■ **Exercise description**
Please state how many lines of the data below contain the word "event", offering nothing besides the number.

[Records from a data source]
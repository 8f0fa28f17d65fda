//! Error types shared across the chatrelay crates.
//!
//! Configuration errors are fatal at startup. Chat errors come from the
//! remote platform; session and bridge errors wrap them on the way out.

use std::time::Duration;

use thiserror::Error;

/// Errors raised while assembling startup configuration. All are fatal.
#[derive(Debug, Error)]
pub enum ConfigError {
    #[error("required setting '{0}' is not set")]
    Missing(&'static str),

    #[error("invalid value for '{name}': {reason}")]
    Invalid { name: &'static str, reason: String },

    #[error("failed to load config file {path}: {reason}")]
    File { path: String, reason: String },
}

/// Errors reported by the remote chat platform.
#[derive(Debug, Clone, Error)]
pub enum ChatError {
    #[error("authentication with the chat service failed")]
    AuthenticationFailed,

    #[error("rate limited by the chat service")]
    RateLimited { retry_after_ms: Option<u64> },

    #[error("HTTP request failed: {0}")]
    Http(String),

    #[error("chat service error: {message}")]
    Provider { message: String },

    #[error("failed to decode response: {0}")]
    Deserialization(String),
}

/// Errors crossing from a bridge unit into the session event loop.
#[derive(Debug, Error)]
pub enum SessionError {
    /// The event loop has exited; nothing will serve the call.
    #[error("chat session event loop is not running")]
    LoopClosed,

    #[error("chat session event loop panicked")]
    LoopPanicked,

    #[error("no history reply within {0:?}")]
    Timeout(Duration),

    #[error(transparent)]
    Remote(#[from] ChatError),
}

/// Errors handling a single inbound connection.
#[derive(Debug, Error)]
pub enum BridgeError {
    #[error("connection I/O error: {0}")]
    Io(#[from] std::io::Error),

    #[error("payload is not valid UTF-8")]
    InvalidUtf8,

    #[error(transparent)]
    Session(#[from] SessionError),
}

...

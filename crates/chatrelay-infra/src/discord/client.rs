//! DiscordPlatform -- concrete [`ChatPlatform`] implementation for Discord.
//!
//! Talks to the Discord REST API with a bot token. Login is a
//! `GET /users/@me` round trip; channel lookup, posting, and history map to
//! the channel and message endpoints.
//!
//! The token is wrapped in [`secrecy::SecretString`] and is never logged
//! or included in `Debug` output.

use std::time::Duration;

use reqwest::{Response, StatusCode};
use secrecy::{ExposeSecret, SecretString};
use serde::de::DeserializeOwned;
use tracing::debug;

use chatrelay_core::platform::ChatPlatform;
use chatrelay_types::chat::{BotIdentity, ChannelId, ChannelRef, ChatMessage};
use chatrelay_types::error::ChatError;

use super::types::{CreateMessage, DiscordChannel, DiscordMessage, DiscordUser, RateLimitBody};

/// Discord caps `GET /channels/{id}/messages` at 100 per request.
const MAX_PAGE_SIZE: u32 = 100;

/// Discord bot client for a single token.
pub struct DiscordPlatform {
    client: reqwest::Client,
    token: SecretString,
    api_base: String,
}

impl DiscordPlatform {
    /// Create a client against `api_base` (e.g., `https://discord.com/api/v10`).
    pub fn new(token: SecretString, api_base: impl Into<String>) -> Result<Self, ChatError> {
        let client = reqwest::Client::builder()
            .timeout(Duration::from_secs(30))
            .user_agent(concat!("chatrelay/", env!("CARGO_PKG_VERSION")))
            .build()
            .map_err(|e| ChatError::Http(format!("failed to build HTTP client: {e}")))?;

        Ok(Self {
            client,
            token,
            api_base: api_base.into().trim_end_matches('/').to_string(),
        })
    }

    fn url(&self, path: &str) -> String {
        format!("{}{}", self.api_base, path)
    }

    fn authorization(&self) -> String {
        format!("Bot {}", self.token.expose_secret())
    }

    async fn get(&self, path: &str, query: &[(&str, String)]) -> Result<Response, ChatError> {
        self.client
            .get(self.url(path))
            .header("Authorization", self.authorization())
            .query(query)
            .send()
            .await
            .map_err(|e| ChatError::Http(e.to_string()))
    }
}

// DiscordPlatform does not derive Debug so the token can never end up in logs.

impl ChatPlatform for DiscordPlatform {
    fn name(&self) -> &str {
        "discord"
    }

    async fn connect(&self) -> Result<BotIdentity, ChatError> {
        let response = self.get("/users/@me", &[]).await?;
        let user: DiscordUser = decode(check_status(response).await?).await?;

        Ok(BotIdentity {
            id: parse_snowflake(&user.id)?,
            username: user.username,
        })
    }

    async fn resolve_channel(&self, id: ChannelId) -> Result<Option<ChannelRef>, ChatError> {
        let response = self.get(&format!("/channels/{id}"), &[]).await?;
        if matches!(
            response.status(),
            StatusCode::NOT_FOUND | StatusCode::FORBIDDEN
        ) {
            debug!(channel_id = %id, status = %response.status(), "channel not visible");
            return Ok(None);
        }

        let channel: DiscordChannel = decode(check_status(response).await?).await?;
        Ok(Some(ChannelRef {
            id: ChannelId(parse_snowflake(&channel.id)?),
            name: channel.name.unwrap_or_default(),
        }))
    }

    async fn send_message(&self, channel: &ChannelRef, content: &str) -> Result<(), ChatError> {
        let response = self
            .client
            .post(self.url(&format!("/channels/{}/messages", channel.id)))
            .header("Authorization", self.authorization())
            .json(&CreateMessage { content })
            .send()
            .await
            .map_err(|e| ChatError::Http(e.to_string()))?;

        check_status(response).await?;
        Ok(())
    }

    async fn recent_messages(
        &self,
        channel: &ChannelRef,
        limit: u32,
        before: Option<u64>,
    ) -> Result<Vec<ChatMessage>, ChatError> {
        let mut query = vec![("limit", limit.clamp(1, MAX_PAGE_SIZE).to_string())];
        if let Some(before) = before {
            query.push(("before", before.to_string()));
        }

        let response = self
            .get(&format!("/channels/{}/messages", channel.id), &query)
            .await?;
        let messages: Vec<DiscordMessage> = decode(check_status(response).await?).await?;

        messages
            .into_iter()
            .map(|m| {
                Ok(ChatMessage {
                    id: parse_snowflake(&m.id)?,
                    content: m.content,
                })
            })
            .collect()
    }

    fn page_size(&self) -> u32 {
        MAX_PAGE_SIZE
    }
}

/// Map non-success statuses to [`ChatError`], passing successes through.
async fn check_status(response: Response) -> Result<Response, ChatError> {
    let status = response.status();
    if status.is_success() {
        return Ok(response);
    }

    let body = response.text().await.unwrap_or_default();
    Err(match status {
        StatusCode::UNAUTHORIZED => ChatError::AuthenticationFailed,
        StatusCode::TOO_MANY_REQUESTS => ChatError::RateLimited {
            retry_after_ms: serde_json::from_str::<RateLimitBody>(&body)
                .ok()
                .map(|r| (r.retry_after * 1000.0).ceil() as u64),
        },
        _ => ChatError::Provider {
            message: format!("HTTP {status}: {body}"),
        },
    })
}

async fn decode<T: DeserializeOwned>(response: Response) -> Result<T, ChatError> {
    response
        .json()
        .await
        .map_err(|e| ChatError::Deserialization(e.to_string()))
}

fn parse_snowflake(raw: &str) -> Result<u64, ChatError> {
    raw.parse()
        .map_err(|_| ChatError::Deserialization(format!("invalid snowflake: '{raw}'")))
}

■ **Result of the task**
4